GIVEN ENTRIES:
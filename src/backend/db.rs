use std::path::Path;
use std::sync::{Mutex, MutexGuard};
use rusqlite::types::ValueRef;
use rusqlite::{Connection, Row};
use serde::{Serialize, Deserialize};
use tracing::{debug, error, info};
use crate::backend::data::ResultSet;
use crate::backend::query::{self, TABLE_NAME_COLUMN};
use crate::util::error;

#[derive(Serialize, Deserialize, Debug, Clone, Copy, PartialEq, Eq, clap::ValueEnum)]
#[serde(rename_all = "lowercase")]
/// Where the database lives.
pub enum StorageMode {
    File,
    Memory,
}

/// What a statement produced.
#[derive(Debug, Clone, PartialEq)]
pub enum StatementResult {
    Mutation {
        affected_rows: usize
    },
    Query(ResultSet),
}

/// Owns the single connection to the database and runs one statement at a time against it.
pub struct Executor {
    conn: Mutex<Connection>,
}

impl Executor {
    /// Opens a connection to a database file, creating it if it does not exist.
    pub fn open_file<P: AsRef<Path>>(path: P) -> Result<Executor, error::Error> {
        let conn = match Connection::open(path.as_ref()) {
            Ok(c) => c,
            Err(e) => { return Err(error::Error::ConnectionError(e)); }
        };
        if let Err(e) = conn.execute_batch("
            PRAGMA foreign_keys = ON;
            PRAGMA journal_mode = WAL;
            ") {
            return Err(error::Error::ConnectionError(e));
        }
        info!(path = %path.as_ref().display(), "opened file database");
        return Ok(Executor { conn: Mutex::new(conn) });
    }

    /// Opens a connection to a fresh in-memory database.
    pub fn open_in_memory() -> Result<Executor, error::Error> {
        let conn = match Connection::open_in_memory() {
            Ok(c) => c,
            Err(e) => { return Err(error::Error::ConnectionError(e)); }
        };
        info!("opened in-memory database");
        return Ok(Executor { conn: Mutex::new(conn) });
    }

    /// Opens a connection according to the storage mode.
    pub fn open(mode: StorageMode, path: &Path) -> Result<Executor, error::Error> {
        return match mode {
            StorageMode::File => Self::open_file(path),
            StorageMode::Memory => Self::open_in_memory(),
        };
    }

    fn lock(&self) -> Result<MutexGuard<'_, Connection>, error::Error> {
        return match self.conn.lock() {
            Ok(guard) => Ok(guard),
            Err(_) => Err(error::Error::AdhocError("The database connection lock was poisoned."))
        };
    }

    /// Runs a statement and commits it.
    /// With no requested columns the statement is treated as a mutation; otherwise as a query whose
    /// rows are collected column by column under the requested names.
    pub fn try_execute<S: AsRef<str>>(&self, sql: &str, columns: &[S]) -> Result<StatementResult, error::Error> {
        debug!(sql, "SQL =>");
        let mut conn = self.lock()?;
        let trans = conn.transaction()?;

        let result = if columns.is_empty() {
            // Run to completion, discarding any rows the statement returns
            let changes_before = trans.total_changes();
            {
                let mut stmt = trans.prepare(sql)?;
                let mut rows = stmt.raw_query();
                while rows.next()?.is_some() {}
            }
            let affected_rows = usize::try_from(trans.total_changes().saturating_sub(changes_before)).unwrap_or(usize::MAX);
            StatementResult::Mutation { affected_rows }
        } else {
            let mut result_set = ResultSet::with_columns(columns);
            {
                // Prepare a statement
                let mut stmt = trans.prepare(sql)?;
                let names: Vec<String> = result_set.columns().map(|c| c.to_string()).collect();

                // Collect each row's values under the requested columns
                let mut rows = stmt.query([])?;
                while let Some(row) = rows.next()? {
                    let mut values: Vec<String> = Vec::with_capacity(names.len());
                    for name in names.iter() {
                        values.push(value_as_string(row, name)?);
                    }
                    result_set.push_row(values);
                }
            }
            info!(columns = ?result_set.columns().collect::<Vec<_>>(), rows = result_set.row_count(), "SQL <=");
            StatementResult::Query(result_set)
        };

        // Commit the transaction
        trans.commit()?;
        return Ok(result);
    }

    /// Runs a statement like try_execute, but never fails.
    /// Any error is logged together with the statement text and an empty result is returned instead.
    pub fn execute<S: AsRef<str>>(&self, sql: &str, columns: &[S]) -> ResultSet {
        match self.try_execute(sql, columns) {
            Ok(StatementResult::Query(result_set)) => {
                return result_set;
            },
            Ok(StatementResult::Mutation { .. }) => {
                return ResultSet::empty();
            },
            Err(e) => {
                error!(sql, error = %e, "Error executing the query");
                return ResultSet::empty();
            }
        }
    }

    /// Lists the names of every user table in the database.
    pub fn show_tables(&self) -> Result<Vec<String>, error::Error> {
        let sql = query::show_tables_query();
        match self.try_execute(&sql, &[TABLE_NAME_COLUMN])? {
            StatementResult::Query(result_set) => {
                return Ok(result_set.column(TABLE_NAME_COLUMN).map(|names| names.to_vec()).unwrap_or_default());
            },
            StatementResult::Mutation { .. } => {
                return Ok(Vec::new());
            }
        }
    }

    /// Drops every user table, so that a reused database file starts empty.
    pub fn flush_tables(&self) -> Result<(), error::Error> {
        for table_name in self.show_tables()? {
            let drop_cmd = format!("DROP TABLE IF EXISTS {table_name};");
            self.try_execute::<&str>(&drop_cmd, &[])?;
            debug!(table = %table_name, "table dropped");
        }
        return Ok(());
    }
}

/// Reads a column of a result row by name and converts it to its string form.
fn value_as_string(row: &Row<'_>, column_name: &str) -> Result<String, error::Error> {
    return Ok(match row.get_ref(column_name)? {
        ValueRef::Null => String::from("NULL"),
        ValueRef::Integer(i) => i.to_string(),
        ValueRef::Real(f) => f.to_string(),
        ValueRef::Text(t) | ValueRef::Blob(t) => String::from_utf8_lossy(t).into_owned(),
    });
}

#[cfg(test)]
mod tests {
    use super::*;
    use std::sync::Arc;
    use tracing_subscriber::fmt::MakeWriter;

    const NONE: &[&str] = &[];

    fn executor_with_numbers() -> Executor {
        let executor = Executor::open_in_memory().unwrap();
        executor.try_execute("CREATE TABLE NUMBERS ( N INTEGER, LABEL VARCHAR(255) );", NONE).unwrap();
        return executor;
    }

    #[test]
    fn mutation_reports_affected_rows() {
        let executor = executor_with_numbers();
        let result = executor.try_execute("INSERT INTO NUMBERS VALUES ( 1, 'one' );", NONE).unwrap();
        assert_eq!(result, StatementResult::Mutation { affected_rows: 1 });
    }

    #[test]
    fn query_with_no_rows_keeps_requested_keys() {
        let executor = executor_with_numbers();
        let result = executor.execute("SELECT N, LABEL FROM NUMBERS;", &["N", "LABEL"]);
        assert!(!result.is_empty());
        assert_eq!(result.column("N"), Some(&[][..]));
        assert_eq!(result.column("LABEL"), Some(&[][..]));
    }

    #[test]
    fn query_values_are_column_oriented() {
        let executor = executor_with_numbers();
        executor.execute("INSERT INTO NUMBERS VALUES ( 1, 'one' );", NONE);
        executor.execute("INSERT INTO NUMBERS VALUES ( 2, NULL );", NONE);
        let result = executor.execute("SELECT N, LABEL, N * 1.5 AS SCALED FROM NUMBERS ORDER BY N;", &["LABEL", "N", "SCALED"]);
        assert_eq!(result.columns().collect::<Vec<_>>(), vec!["LABEL", "N", "SCALED"]);
        assert_eq!(result.column("N").unwrap(), &["1", "2"]);
        assert_eq!(result.column("LABEL").unwrap(), &["one", "NULL"]);
        assert_eq!(result.column("SCALED").unwrap(), &["1.5", "3"]);
    }

    /// Collects formatted log output so tests can check what was logged.
    #[derive(Clone, Default)]
    struct CapturedLogs(Arc<Mutex<Vec<u8>>>);

    impl CapturedLogs {
        fn contents(&self) -> String {
            return String::from_utf8_lossy(&self.0.lock().unwrap()).into_owned();
        }
    }

    impl std::io::Write for CapturedLogs {
        fn write(&mut self, buf: &[u8]) -> std::io::Result<usize> {
            self.0.lock().unwrap().extend_from_slice(buf);
            return Ok(buf.len());
        }

        fn flush(&mut self) -> std::io::Result<()> {
            return Ok(());
        }
    }

    impl<'a> MakeWriter<'a> for CapturedLogs {
        type Writer = CapturedLogs;

        fn make_writer(&'a self) -> Self::Writer {
            return self.clone();
        }
    }

    #[test]
    fn malformed_statement_yields_empty_result() {
        let executor = executor_with_numbers();
        let logs = CapturedLogs::default();
        let subscriber = tracing_subscriber::fmt()
            .with_writer(logs.clone())
            .with_ansi(false)
            .finish();

        tracing::subscriber::with_default(subscriber, || {
            let result = executor.execute("SELEC N FROM NUMBERS;", &["N"]);
            assert!(result.is_empty());
            assert_eq!(result, ResultSet::empty());

            let mutation = executor.execute("INSERT INTO MISSING VALUES ( 1 );", NONE);
            assert!(mutation.is_empty());
        });

        let logged = logs.contents();
        assert!(logged.contains("ERROR"));
        assert!(logged.contains("Error executing the query"));
        assert!(logged.contains("SELEC N FROM NUMBERS;"));
        assert!(logged.contains("INSERT INTO MISSING VALUES ( 1 );"));
    }

    #[test]
    fn statements_without_columns_run_to_completion() {
        let executor = executor_with_numbers();
        assert_eq!(executor.try_execute("SELECT 1;", NONE).unwrap(), StatementResult::Mutation { affected_rows: 0 });
        assert_eq!(executor.try_execute("PRAGMA user_version = 3;", NONE).unwrap(), StatementResult::Mutation { affected_rows: 0 });
        executor.try_execute("INSERT INTO NUMBERS VALUES ( 1, 'one' ), ( 2, 'two' );", NONE).unwrap();
        // No rows changed, even though the previous statement changed two
        assert_eq!(executor.try_execute("CREATE TABLE OTHER ( ID INTEGER );", NONE).unwrap(), StatementResult::Mutation { affected_rows: 0 });
        assert_eq!(executor.try_execute("DELETE FROM NUMBERS;", NONE).unwrap(), StatementResult::Mutation { affected_rows: 2 });
    }

    #[test]
    fn malformed_statement_is_an_error_when_asked() {
        let executor = executor_with_numbers();
        let result = executor.try_execute("SELEC N FROM NUMBERS;", &["N"]);
        assert!(matches!(result, Err(error::Error::RusqliteError(_))));
    }

    #[test]
    fn unknown_result_column_is_an_error() {
        let executor = executor_with_numbers();
        executor.execute("INSERT INTO NUMBERS VALUES ( 1, 'one' );", NONE);
        assert!(executor.try_execute("SELECT N FROM NUMBERS;", &["MISSING"]).is_err());
        assert!(executor.execute("SELECT N FROM NUMBERS;", &["MISSING"]).is_empty());
    }

    #[test]
    fn failed_statement_leaves_no_partial_writes() {
        let executor = executor_with_numbers();
        executor.execute("INSERT INTO NUMBERS VALUES ( 1, 'one' ), ( 2, 'two', 'extra' );", NONE);
        let result = executor.execute("SELECT N FROM NUMBERS;", &["N"]);
        assert_eq!(result.row_count(), 0);
    }

    #[test]
    fn show_and_flush_tables() {
        let executor = executor_with_numbers();
        executor.execute("CREATE TABLE OTHER ( ID INTEGER PRIMARY KEY AUTOINCREMENT );", NONE);
        executor.execute("INSERT INTO OTHER VALUES ( 7 );", NONE);
        assert_eq!(executor.show_tables().unwrap(), vec!["NUMBERS", "OTHER"]);

        executor.flush_tables().unwrap();
        assert!(executor.show_tables().unwrap().is_empty());
    }

    #[test]
    fn file_database_persists_between_connections() {
        let dir = tempfile::tempdir().unwrap();
        let path = dir.path().join("visits.sqlite3");
        {
            let executor = Executor::open(StorageMode::File, &path).unwrap();
            executor.try_execute("CREATE TABLE NUMBERS ( N INTEGER );", NONE).unwrap();
            executor.try_execute("INSERT INTO NUMBERS VALUES ( 3 );", NONE).unwrap();
        }
        let executor = Executor::open(StorageMode::File, &path).unwrap();
        assert_eq!(executor.execute("SELECT N FROM NUMBERS;", &["N"]).column("N").unwrap(), &["3"]);
    }

    #[test]
    fn unreachable_file_is_a_connection_error() {
        let dir = tempfile::tempdir().unwrap();
        let path = dir.path().join("missing").join("visits.sqlite3");
        assert!(matches!(Executor::open_file(&path), Err(error::Error::ConnectionError(_))));
    }
}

PROBLEM DETAILS:
For each line of the material that contains "Opens", return a copy.

ANSWER BOX:
    /// Opens a connection to a database file, creating it if it does not exist.
    /// Opens a connection to a fresh in-memory database.
    /// Opens a connection according to the storage mode.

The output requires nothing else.